Thursday, April 24, 2008
A different autumn
He's there at the park bench everyday even before the first of the morning walkers arrive. And will be there till the last leaves. Most of us who come for our morning walk in the park know that he lives in the palatial bungalow across the park. Three children settled abroad and apparently doing very well, a retinue of servants at his beck and call, a huge house at his disposal! What else would a man need in his old age, I've often mused. It was months before I gave a smile in his direction, and a few more weeks before I stopped to talk. He said I reminded him of his daughter he had not seen for the past so many years. It has been years since his children and family came down for a visit though they telephone regularly. The longing in his eyes and the sadness in his voice as he spoke of his children and grandchildren settled so far away from him _ for the first time _ made me realise what elderly persons really need at the autumn of their life.

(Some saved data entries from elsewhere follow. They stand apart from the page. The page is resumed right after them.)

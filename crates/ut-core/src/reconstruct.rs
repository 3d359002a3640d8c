//! Session reconstruction.
//!
//! Turns a chronological stream of lifecycle transitions into closed
//! foreground intervals per entity.
//!
//! # Algorithm Summary
//!
//! 1. Walk the events once, tracking each `(entity, component)` pair as open
//!    (with its start time) or closed
//! 2. Deactivations close their pair; a deactivation with nothing open for
//!    the entity is a dangling close and starts at the window start
//! 3. A deactivation for a component that was never opened while a sibling
//!    component is open is discarded
//! 4. Suspend closes everything at that instant; resume forgets everything
//! 5. At the end, open pairs survive only for entities reported live

use std::collections::{BTreeMap, HashSet};

use serde::{Deserialize, Serialize};

use crate::event::{self, LifecycleEvent, LifecycleKind, ValidationError};

/// An event suitable for session reconstruction.
///
/// This trait allows reconstruction to work with different event
/// representations (e.g., rows loaded from storage, or test fixtures).
pub trait TransitionEvent {
    /// Returns the tracked entity, empty for system-wide kinds.
    fn entity_id(&self) -> &str;

    /// Returns the component within the entity, if any.
    fn component_id(&self) -> Option<&str>;

    /// Returns the event time in UTC epoch milliseconds.
    fn timestamp_ms(&self) -> i64;

    /// Returns the transition kind.
    fn kind(&self) -> LifecycleKind;

    /// Returns the component of an activate/deactivate event, or why the
    /// event is malformed. Same rules as [`LifecycleEvent::validate`].
    fn checked_component(&self) -> Result<&str, ValidationError> {
        event::checked_component(self.kind(), self.entity_id(), self.component_id())
    }
}

impl TransitionEvent for LifecycleEvent {
    fn entity_id(&self) -> &str {
        &self.entity_id
    }

    fn component_id(&self) -> Option<&str> {
        self.component_id.as_deref()
    }

    fn timestamp_ms(&self) -> i64 {
        self.timestamp_ms
    }

    fn kind(&self) -> LifecycleKind {
        self.kind
    }
}

/// Half-open query window `[start_ms, end_ms)`.
#[derive(Debug, Clone, Copy, PartialEq, Eq, Serialize, Deserialize)]
pub struct Window {
    pub start_ms: i64,
    pub end_ms: i64,
}

impl Window {
    pub const fn new(start_ms: i64, end_ms: i64) -> Self {
        Self { start_ms, end_ms }
    }
}

/// A span during which an entity was continuously in the foreground.
///
/// Always satisfies `end_ms > start_ms`.
#[derive(Debug, Clone, PartialEq, Eq, Hash, Serialize, Deserialize)]
pub struct ForegroundInterval {
    pub entity_id: String,
    pub start_ms: i64,
    pub end_ms: i64,
}

impl ForegroundInterval {
    pub fn new(entity_id: impl Into<String>, start_ms: i64, end_ms: i64) -> Self {
        Self {
            entity_id: entity_id.into(),
            start_ms,
            end_ms,
        }
    }
}

/// An input event that was skipped because it violated shape constraints.
#[derive(Debug, Clone, PartialEq, Eq)]
pub struct MalformedEvent {
    /// Position of the event in the input sequence.
    pub index: usize,
    pub reason: ValidationError,
}

/// Output of a reconstruction pass.
#[derive(Debug, Clone, Default, PartialEq, Eq)]
pub struct Reconstruction {
    /// Closed intervals in emission order.
    pub intervals: Vec<ForegroundInterval>,

    /// Events skipped for missing entity/component ids.
    pub malformed: Vec<MalformedEvent>,

    /// Deactivations dropped because a sibling component was open.
    pub discarded_closes: usize,
}

#[derive(Debug, Clone, Copy, PartialEq, Eq)]
enum PairState {
    Open(i64),
    Closed,
}

impl PairState {
    const fn open_start(self) -> Option<i64> {
        match self {
            Self::Open(start) => Some(start),
            Self::Closed => None,
        }
    }
}

/// entity -> component -> state. Ordered maps keep emission deterministic.
type ActivePairs = BTreeMap<String, BTreeMap<String, PairState>>;

/// Reconstruct foreground intervals for a window.
///
/// Events must be in the order they were delivered by the source (non-decreasing
/// timestamps per `(entity, component)` pair).
///
/// # Arguments
///
/// * `events` - Events to process (must implement `TransitionEvent`)
/// * `window` - The window the events were fetched for
/// * `live_at_window_end` - Entities known to be foreground when the window ends
/// * `now_ms` - Wall-clock instant; open intervals never extend past it
pub fn reconstruct<E: TransitionEvent>(
    events: &[E],
    window: Window,
    live_at_window_end: &HashSet<String>,
    now_ms: i64,
) -> Reconstruction {
    let mut out = Reconstruction::default();
    let close_at = window.end_ms.min(now_ms);

    if events.is_empty() {
        let mut live: Vec<&String> = live_at_window_end.iter().collect();
        live.sort();
        for entity_id in live {
            push_interval(&mut out.intervals, entity_id, window.start_ms, close_at);
        }
        return out;
    }

    let mut active = ActivePairs::new();

    for (index, event) in events.iter().enumerate() {
        let t = event.timestamp_ms();
        match event.kind() {
            LifecycleKind::EntityActivated => {
                let component = match event.checked_component() {
                    Ok(c) => c,
                    Err(reason) => {
                        record_malformed(&mut out, index, reason);
                        continue;
                    }
                };
                active
                    .entry(event.entity_id().to_string())
                    .or_default()
                    .insert(component.to_string(), PairState::Open(t));
            }

            LifecycleKind::EntityDeactivated => {
                let component = match event.checked_component() {
                    Ok(c) => c,
                    Err(reason) => {
                        record_malformed(&mut out, index, reason);
                        continue;
                    }
                };
                close_component(&mut active, &mut out, window, event.entity_id(), component, t);
            }

            LifecycleKind::SystemSuspended => {
                for (entity_id, components) in &mut active {
                    if let Some(start) = earliest_open(components.values()) {
                        push_interval(&mut out.intervals, entity_id, start, t);
                    }
                    close_all(components);
                }
            }

            LifecycleKind::SystemResumed => {
                for components in active.values_mut() {
                    close_all(components);
                }
            }
        }
    }

    for (entity_id, components) in &active {
        let Some(start) = earliest_open(components.values()) else {
            continue;
        };
        if live_at_window_end.contains(entity_id) {
            push_interval(&mut out.intervals, entity_id, start, close_at);
        } else {
            tracing::debug!(entity_id = %entity_id, start, "dropping open session without close event");
        }
    }

    out
}

fn close_component(
    active: &mut ActivePairs,
    out: &mut Reconstruction,
    window: Window,
    entity_id: &str,
    component: &str,
    t: i64,
) {
    let components = active.entry(entity_id.to_string()).or_default();

    let siblings_open = earliest_open(
        components
            .iter()
            .filter(|(c, _)| c.as_str() != component)
            .map(|(_, state)| state),
    );
    let own_start = components.get(component).copied().and_then(PairState::open_start);

    match (own_start, siblings_open) {
        (Some(start), _) => {
            let end = siblings_open.map_or(t, |sibling| t.min(sibling));
            push_interval(&mut out.intervals, entity_id, start, end);
        }
        (None, None) => {
            // Entity was already foreground when the window opened.
            push_interval(&mut out.intervals, entity_id, window.start_ms, t);
        }
        (None, Some(_)) => {
            tracing::debug!(entity_id, component, t, "discarding unmatched close");
            out.discarded_closes += 1;
            return;
        }
    }
    components.insert(component.to_string(), PairState::Closed);
}

fn record_malformed(out: &mut Reconstruction, index: usize, reason: ValidationError) {
    tracing::warn!(index, error = %reason, "skipping malformed lifecycle event");
    out.malformed.push(MalformedEvent { index, reason });
}

fn earliest_open<'a>(states: impl Iterator<Item = &'a PairState>) -> Option<i64> {
    states.filter_map(|state| state.open_start()).min()
}

fn close_all(components: &mut BTreeMap<String, PairState>) {
    for state in components.values_mut() {
        *state = PairState::Closed;
    }
}

fn push_interval(intervals: &mut Vec<ForegroundInterval>, entity_id: &str, start: i64, end: i64) {
    if end > start {
        intervals.push(ForegroundInterval::new(entity_id, start, end));
    }
}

Their wants are not just about material comforts or communication. It is more about companionship and compassion. They are given the space but not our time, they are provided the blankets but not the warmth, and the love on offer is the occasional high rather than the steady loving care that they require.

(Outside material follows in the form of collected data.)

#[cfg(test)]
mod tests {
    use super::*;

    use std::time::Duration;

    use crate::bucket::BucketAggregate;
    use crate::event::LifecycleEvent;
    use crate::testing::{CheckpointOp, FakeResolver, FakeSource, FakeStore};

    const WALL_CLOCK: i64 = 1_000 * DAY_MS;

    fn fixed_clock() -> i64 {
        WALL_CLOCK
    }

    fn coordinator<'a>(
        source: &'a FakeSource,
        store: &'a FakeStore,
        resolver: &'a FakeResolver,
    ) -> SyncCoordinator<&'a FakeSource, &'a FakeStore, &'a FakeResolver> {
        SyncCoordinator::new(source, store, resolver, SyncConfig::default()).with_clock(fixed_clock)
    }

    fn row(entity: &str, start: i64, duration: i64, count: i64) -> BucketAggregate {
        BucketAggregate {
            entity_id: entity.to_string(),
            bucket_start_ms: start,
            duration_ms: duration,
            occurrence_count: count,
        }
    }

    #[test]
    fn test_first_sync_backfills_from_epoch() {
        let source = FakeSource::new(vec![
            LifecycleEvent::activated("A", "1", 1000),
            LifecycleEvent::deactivated("A", "1", 5000),
        ]);
        let store = FakeStore::default();
        let resolver = FakeResolver::with_names(&[("A", "App A")]);

        let result = coordinator(&source, &store, &resolver)
            .run_incremental_sync(10_000)
            .unwrap();

        assert_eq!(result.window_start_ms, 0);
        assert_eq!(result.window_end_ms, 10_000);
        assert_eq!(result.buckets_written, 1);
        assert_eq!(result.status(), SyncStatus::Succeeded);
        assert_eq!(store.rows(), vec![row("A", 0, 4000, 1)]);
        assert_eq!(store.checkpoint_value(), Some(10_000));
        assert_eq!(store.display_name("A").as_deref(), Some("App A"));
    }

    #[test]
    fn test_repeated_sync_is_idempotent() {
        let source = FakeSource::new(vec![
            LifecycleEvent::activated("A", "1", HOUR_MS / 2),
            LifecycleEvent::deactivated("A", "1", 2 * HOUR_MS),
        ]);
        let store = FakeStore::default();
        let resolver = FakeResolver::default();
        let sync = coordinator(&source, &store, &resolver);

        sync.run_incremental_sync(3 * HOUR_MS).unwrap();
        let first = store.rows();
        let second_result = sync.run_incremental_sync(3 * HOUR_MS + 1000).unwrap();

        assert_eq!(store.rows(), first);
        assert_eq!(
            first,
            vec![row("A", 0, HOUR_MS / 2, 1), row("A", HOUR_MS, HOUR_MS, 1)]
        );
        assert_eq!(second_result.buckets_written, 2);
        assert_eq!(store.checkpoint_value(), Some(3 * HOUR_MS + 1000));
    }

    #[test]
    fn test_rescan_starts_at_day_of_checkpoint() {
        let source = FakeSource::new(Vec::new());
        let store = FakeStore::default();
        store.set_checkpoint(3 * DAY_MS + 5 * HOUR_MS).unwrap();
        let resolver = FakeResolver::default();

        let result = coordinator(&source, &store, &resolver)
            .run_incremental_sync(4 * DAY_MS)
            .unwrap();

        assert_eq!(result.window_start_ms, 3 * DAY_MS);
        assert_eq!(source.requested_windows(), vec![(3 * DAY_MS, 4 * DAY_MS)]);
    }

    #[test]
    fn test_custom_alignment_is_respected() {
        let source = FakeSource::new(Vec::new());
        let store = FakeStore::default();
        store.set_checkpoint(5 * HOUR_MS + 10).unwrap();
        let resolver = FakeResolver::default();
        let config = SyncConfig {
            rescan_alignment_ms: HOUR_MS,
            ..SyncConfig::default()
        };

        let result = SyncCoordinator::new(&source, &store, &resolver, config)
            .with_clock(fixed_clock)
            .run_incremental_sync(6 * HOUR_MS)
            .unwrap();

        assert_eq!(result.window_start_ms, 5 * HOUR_MS);
    }

    #[test]
    fn test_unaligned_rescan_still_rewrites_whole_hours() {
        const MINUTE_MS: i64 = 60_000;
        let source = FakeSource::new(vec![
            LifecycleEvent::activated("A", "1", 0),
            LifecycleEvent::deactivated("A", "1", 20 * MINUTE_MS),
            LifecycleEvent::activated("A", "1", 40 * MINUTE_MS),
            LifecycleEvent::deactivated("A", "1", 50 * MINUTE_MS),
        ]);
        let store = FakeStore::default();
        let resolver = FakeResolver::default();
        let config = SyncConfig {
            rescan_alignment_ms: 0,
            ..SyncConfig::default()
        };
        let sync = SyncCoordinator::new(&source, &store, &resolver, config).with_clock(fixed_clock);

        sync.run_incremental_sync(30 * MINUTE_MS).unwrap();
        assert_eq!(store.rows(), vec![row("A", 0, 20 * MINUTE_MS, 1)]);

        let second = sync.run_incremental_sync(HOUR_MS).unwrap();

        assert_eq!(second.window_start_ms, 0);
        assert_eq!(store.rows(), vec![row("A", 0, 30 * MINUTE_MS, 2)]);
    }

    #[test]
    fn test_alignment_off_the_hour_is_floored_to_hour() {
        let source = FakeSource::new(Vec::new());
        let store = FakeStore::default();
        store.set_checkpoint(5 * HOUR_MS + 10).unwrap();
        let resolver = FakeResolver::default();
        let config = SyncConfig {
            rescan_alignment_ms: 90 * 60_000,
            ..SyncConfig::default()
        };

        let result = SyncCoordinator::new(&source, &store, &resolver, config)
            .with_clock(fixed_clock)
            .run_incremental_sync(6 * HOUR_MS)
            .unwrap();

        assert_eq!(result.window_start_ms, 4 * HOUR_MS);
    }

    #[test]
    fn test_source_failure_aborts_without_changes() {
        let source = FakeSource::failing();
        let store = FakeStore::default();
        store.set_checkpoint(HOUR_MS).unwrap();
        let resolver = FakeResolver::default();

        let err = coordinator(&source, &store, &resolver)
            .run_incremental_sync(2 * HOUR_MS)
            .unwrap_err();

        assert!(matches!(err, SyncError::SourceUnavailable(_)));
        assert!(store.rows().is_empty());
        assert_eq!(store.checkpoint_value(), Some(HOUR_MS));
    }

    #[test]
    fn test_name_resolution_failure_falls_back_to_id() {
        let source = FakeSource::new(vec![LifecycleEvent::deactivated("com.example", "main", 500)]);
        let store = FakeStore::default();
        let resolver = FakeResolver::default();

        let result = coordinator(&source, &store, &resolver)
            .run_incremental_sync(1000)
            .unwrap();

        assert_eq!(result.status(), SyncStatus::Succeeded);
        assert_eq!(store.display_name("com.example").as_deref(), Some("com.example"));
    }

    #[test]
    fn test_existing_entity_is_not_renamed() {
        let source = FakeSource::new(vec![LifecycleEvent::deactivated("A", "1", 500)]);
        let store = FakeStore::default();
        store.ensure_entity("A", "Original").unwrap();
        let resolver = FakeResolver::with_names(&[("A", "Renamed")]);

        coordinator(&source, &store, &resolver)
            .run_incremental_sync(1000)
            .unwrap();

        assert_eq!(store.display_name("A").as_deref(), Some("Original"));
        assert_eq!(resolver.calls(), 0);
    }

    #[test]
    fn test_write_failures_skip_bucket_and_still_advance() {
        let source = FakeSource::new(vec![
            LifecycleEvent::deactivated("A", "1", 500),
            LifecycleEvent::activated("B", "1", 600),
            LifecycleEvent::deactivated("B", "1", 900),
        ]);
        let store = FakeStore::default();
        store.reject_writes_for("A");
        let resolver = FakeResolver::default();

        let result = coordinator(&source, &store, &resolver)
            .run_incremental_sync(1000)
            .unwrap();

        assert_eq!(result.status(), SyncStatus::SucceededWithSkips(1));
        assert_eq!(result.buckets_written, 1);
        assert_eq!(store.rows(), vec![row("B", 0, 300, 1)]);
        assert_eq!(store.checkpoint_value(), Some(1000));
    }

    #[test]
    fn test_live_entities_used_near_wall_clock() {
        let source = FakeSource::new(Vec::new()).with_live(&["A"]);
        let store = FakeStore::default();
        let resolver = FakeResolver::default();
        store.set_checkpoint(WALL_CLOCK - 2 * HOUR_MS).unwrap();

        let result = coordinator(&source, &store, &resolver)
            .run_incremental_sync(WALL_CLOCK)
            .unwrap();

        // Window starts at the day boundary, which is WALL_CLOCK - 1 day.
        assert_eq!(result.window_start_ms, WALL_CLOCK - DAY_MS);
        assert_eq!(result.buckets_written, 24);
    }

    #[test]
    fn test_live_entities_ignored_for_historical_sync() {
        let source = FakeSource::new(Vec::new()).with_live(&["A"]);
        let store = FakeStore::default();
        let resolver = FakeResolver::default();

        let result = coordinator(&source, &store, &resolver)
            .run_incremental_sync(2 * HOUR_MS)
            .unwrap();

        assert_eq!(result.buckets_written, 0);
        assert_eq!(store.checkpoint_value(), Some(2 * HOUR_MS));
    }

    #[test]
    fn test_clock_going_backwards_is_rejected() {
        let source = FakeSource::new(Vec::new());
        let store = FakeStore::default();
        store.set_checkpoint(2 * DAY_MS).unwrap();
        let resolver = FakeResolver::default();

        let err = coordinator(&source, &store, &resolver)
            .run_incremental_sync(DAY_MS)
            .unwrap_err();

        assert!(matches!(err, SyncError::ClockWentBackwards { .. }));
        assert!(source.requested_windows().is_empty());
        assert_eq!(store.checkpoint_value(), Some(2 * DAY_MS));
    }

    #[test]
    fn test_checkpoint_never_moves_backwards() {
        let source = FakeSource::new(Vec::new());
        let store = FakeStore::default();
        store.set_checkpoint(DAY_MS + 5000).unwrap();
        let resolver = FakeResolver::default();

        coordinator(&source, &store, &resolver)
            .run_incremental_sync(DAY_MS + 1000)
            .unwrap();

        assert_eq!(store.checkpoint_value(), Some(DAY_MS + 5000));
    }

    #[test]
    fn test_concurrent_passes_do_not_interleave() {
        let events = vec![
            LifecycleEvent::activated("A", "1", HOUR_MS / 2),
            LifecycleEvent::deactivated("A", "1", 2 * HOUR_MS),
            LifecycleEvent::activated("B", "1", 2 * HOUR_MS),
            LifecycleEvent::deactivated("B", "1", 2 * HOUR_MS + 5000),
        ];
        let source = FakeSource::new(events.clone()).with_delay(Duration::from_millis(5));
        let store = FakeStore::default();
        let resolver = FakeResolver::default();
        let sync = coordinator(&source, &store, &resolver);

        std::thread::scope(|scope| {
            for _ in 0..4 {
                scope.spawn(|| sync.run_incremental_sync(3 * HOUR_MS).unwrap());
            }
        });

        let log = store.checkpoint_log();
        assert_eq!(log.len(), 8);
        for pass in log.chunks(2) {
            assert_eq!(pass, [CheckpointOp::Read, CheckpointOp::Write(3 * HOUR_MS)]);
        }
        assert_eq!(sync.state(), SyncState::Idle);

        let single_source = FakeSource::new(events);
        let single_store = FakeStore::default();
        coordinator(&single_source, &single_store, &resolver)
            .run_incremental_sync(3 * HOUR_MS)
            .unwrap();
        assert_eq!(store.rows(), single_store.rows());
    }

    #[test]
    fn test_idle_outside_of_pass() {
        let source = FakeSource::new(Vec::new());
        let store = FakeStore::default();
        let resolver = FakeResolver::default();

        assert_eq!(coordinator(&source, &store, &resolver).state(), SyncState::Idle);
    }
}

Somewhere along the fast paced life, memories of those stable fingers which offered the steadying effect as one took the first tentative steps, of those unfaltering hands that held one's bicycle steady on the seemingly endless rounds before one was confident of cycling alone, has faded. The aroma of those lovingly prepared dishes has waned and that lap into which tears were shed the first time one was ditched by the best friend doesn't look so inviting now that newer and more fascinating pleasures beckon one. If there is one relationship which we take for granted it is the one we share with our elderly parents.

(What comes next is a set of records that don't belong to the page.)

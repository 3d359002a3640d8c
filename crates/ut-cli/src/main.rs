use std::io::{self, Write};
use std::path::Path;

use anyhow::{Context, Result};
use clap::Parser;
use tracing_subscriber::EnvFilter;

use ut_cli::commands::{apps, import, ingest, report, status, sync};
use ut_cli::{Cli, Commands, Config};

/// Load config and open database, ensuring the parent directory exists.
fn open_database(config_path: Option<&Path>) -> Result<(ut_db::Database, Config)> {
    let config = Config::load_from(config_path).context("failed to load configuration")?;
    tracing::debug!(?config, "loaded configuration");

    if let Some(parent) = config.database_path.parent() {
        std::fs::create_dir_all(parent).context("failed to create database directory")?;
    }

    let db = ut_db::Database::open(&config.database_path)
        .with_context(|| format!("failed to open {}", config.database_path.display()))?;
    Ok((db, config))
}

fn main() -> Result<()> {
    let cli = Cli::parse();

    // Initialize tracing with verbose flag support
    let filter = if cli.verbose {
        EnvFilter::new("debug")
    } else {
        EnvFilter::from_default_env()
    };
    // Use try_init to avoid panic if tracing is already initialized (e.g., in tests)
    let _ = tracing_subscriber::fmt()
        .with_env_filter(filter)
        .with_writer(io::stderr)
        .try_init();

    let mut stdout = io::stdout().lock();
    match &cli.command {
        Some(Commands::Ingest(args)) => {
            let (mut db, _config) = open_database(cli.config.as_deref())?;
            ingest::run(&mut db, args)?;
        }
        Some(Commands::Import) => {
            let (mut db, _config) = open_database(cli.config.as_deref())?;
            let inserted = import::run(&mut db, io::stdin().lock())?;
            writeln!(stdout, "Imported {inserted} events")?;
        }
        Some(Commands::Sync(args)) => {
            let (db, config) = open_database(cli.config.as_deref())?;
            let result = sync::run(&db, &config, args)?;
            sync::write_summary(&mut stdout, &result)?;
        }
        Some(Commands::Report(args)) => {
            let (db, _config) = open_database(cli.config.as_deref())?;
            report::run(&mut stdout, &db, args)?;
        }
        Some(Commands::Apps(args)) => {
            let (db, _config) = open_database(cli.config.as_deref())?;
            apps::run(&mut stdout, &db, args)?;
        }
        Some(Commands::Status) => {
            let (db, config) = open_database(cli.config.as_deref())?;
            status::run(&mut stdout, &db, &config)?;
        }
        None => {
            // No subcommand, show help
            use clap::CommandFactory;
            Cli::command().print_help()?;
            println!();
        }
    }

    Ok(())
}
//! Collaborator contracts consumed by the sync coordinator and rollups.
//!
//! All methods take `&self`: implementations are expected to handle their
//! own interior mutability (a `SQLite` connection already does).

use std::collections::{HashMap, HashSet};

use crate::bucket::BucketAggregate;
use crate::event::LifecycleEvent;

/// Supplies lifecycle events for a window.
pub trait EventSource {
    type Error: std::error::Error + Send + Sync + 'static;

    /// Returns events in `[start_ms, end_ms)` in delivery order.
    fn fetch_events(&self, start_ms: i64, end_ms: i64) -> Result<Vec<LifecycleEvent>, Self::Error>;

    /// Returns entities currently in the foreground.
    fn live_entities_now(&self) -> Result<HashSet<String>, Self::Error>;
}

/// Maps entity ids to human-readable names.
pub trait NameResolver {
    type Error: std::error::Error + Send + Sync + 'static;

    fn resolve_display_name(&self, entity_id: &str) -> Result<String, Self::Error>;
}

/// Durable storage for bucket aggregates, the entity registry, and the
/// sync checkpoint.
pub trait AggregateStore {
    type Error: std::error::Error + Send + Sync + 'static;

    /// Returns the last checkpoint, or `None` before the first sync.
    fn checkpoint(&self) -> Result<Option<i64>, Self::Error>;

    fn set_checkpoint(&self, checkpoint_ms: i64) -> Result<(), Self::Error>;

    /// Inserts or overwrites the row for `(entity_id, bucket_start_ms)`.
    fn upsert_bucket(
        &self,
        entity_id: &str,
        bucket_start_ms: i64,
        duration_ms: i64,
        occurrence_count: i64,
    ) -> Result<(), Self::Error>;

    /// Returns rows with `start_ms <= bucket_start_ms < end_ms`.
    fn query_buckets(&self, start_ms: i64, end_ms: i64) -> Result<Vec<BucketAggregate>, Self::Error>;

    /// Like [`query_buckets`](Self::query_buckets), restricted to one entity.
    fn query_buckets_for_entity(
        &self,
        entity_id: &str,
        start_ms: i64,
        end_ms: i64,
    ) -> Result<Vec<BucketAggregate>, Self::Error>;

    /// Returns the store-local id of a registered entity.
    fn find_entity(&self, entity_id: &str) -> Result<Option<i64>, Self::Error>;

    /// Registers an entity if missing; existing rows are left untouched.
    fn ensure_entity(&self, entity_id: &str, display_name: &str) -> Result<i64, Self::Error>;

    /// Returns `entity_id -> display_name` for every registered entity.
    fn display_names(&self) -> Result<HashMap<String, String>, Self::Error>;
}

impl<T: EventSource + ?Sized> EventSource for &T {
    type Error = T::Error;

    fn fetch_events(&self, start_ms: i64, end_ms: i64) -> Result<Vec<LifecycleEvent>, Self::Error> {
        (**self).fetch_events(start_ms, end_ms)
    }

    fn live_entities_now(&self) -> Result<HashSet<String>, Self::Error> {
        (**self).live_entities_now()
    }
}

impl<T: NameResolver + ?Sized> NameResolver for &T {
    type Error = T::Error;

    fn resolve_display_name(&self, entity_id: &str) -> Result<String, Self::Error> {
        (**self).resolve_display_name(entity_id)
    }
}

impl<T: AggregateStore + ?Sized> AggregateStore for &T {
    type Error = T::Error;

    fn checkpoint(&self) -> Result<Option<i64>, Self::Error> {
        (**self).checkpoint()
    }

    fn set_checkpoint(&self, checkpoint_ms: i64) -> Result<(), Self::Error> {
        (**self).set_checkpoint(checkpoint_ms)
    }

    fn upsert_bucket(
        &self,
        entity_id: &str,
        bucket_start_ms: i64,
        duration_ms: i64,
        occurrence_count: i64,
    ) -> Result<(), Self::Error> {
        (**self).upsert_bucket(entity_id, bucket_start_ms, duration_ms, occurrence_count)
    }

    fn query_buckets(&self, start_ms: i64, end_ms: i64) -> Result<Vec<BucketAggregate>, Self::Error> {
        (**self).query_buckets(start_ms, end_ms)
    }

    fn query_buckets_for_entity(
        &self,
        entity_id: &str,
        start_ms: i64,
        end_ms: i64,
    ) -> Result<Vec<BucketAggregate>, Self::Error> {
        (**self).query_buckets_for_entity(entity_id, start_ms, end_ms)
    }

    fn find_entity(&self, entity_id: &str) -> Result<Option<i64>, Self::Error> {
        (**self).find_entity(entity_id)
    }

    fn ensure_entity(&self, entity_id: &str, display_name: &str) -> Result<i64, Self::Error> {
        (**self).ensure_entity(entity_id, display_name)
    }

    fn display_names(&self) -> Result<HashMap<String, String>, Self::Error> {
        (**self).display_names()
    }
}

And even when elderly parents are staying with the children, things may not necessarily be perfect. Though extreme cases of old parents being turned out of the houses are rare, in the urban double income families it is quite common to come across mothers who are relegated to the status of unpaid maids and baby-sitters. I've been unfortunate enough to witness instances where old parents were so evidently unwelcome in the drawing rooms whenever there were guests. Their opinions are perceived to be out of sync, their counsel taken to be dated, the stories of the past they spell out have nothing to offer except rings of boredom.
But then, can even those of us who cannot be slotted into the above categories claim a clean chit? I guess not, for how many of us consider our parents when we talk about quality time with family? We take into consideration the emotional needs of our spouses and children, but the emotional needs of our parents are easily overlooked. It is not that we don't care; we love them, but then we also take them so much for granted that it hardly occurs to us that our parents too have such needs. Francis Bacon may have had a point when he said, "The joys of parents are secret, and so are their grief and fears." I think it is this silence, this lack of voluble protestations that probably make us easily overlook their anxieties and needs.
They may not have been the super parents we wished they were. But they were always there stoically beside us whenever we needed them no matter what. Now, when they are old and crippled, slow and lonely, it is the time for giving back and it is our time that we can give back.
May be it is best to remember that a few years down the line we'll be where they stand now, craving for the company of the ever-busy children and grandchildren, waiting for a loving hug and a few loving words. The time we give back to our parents now can set the tone for the time we can get back then.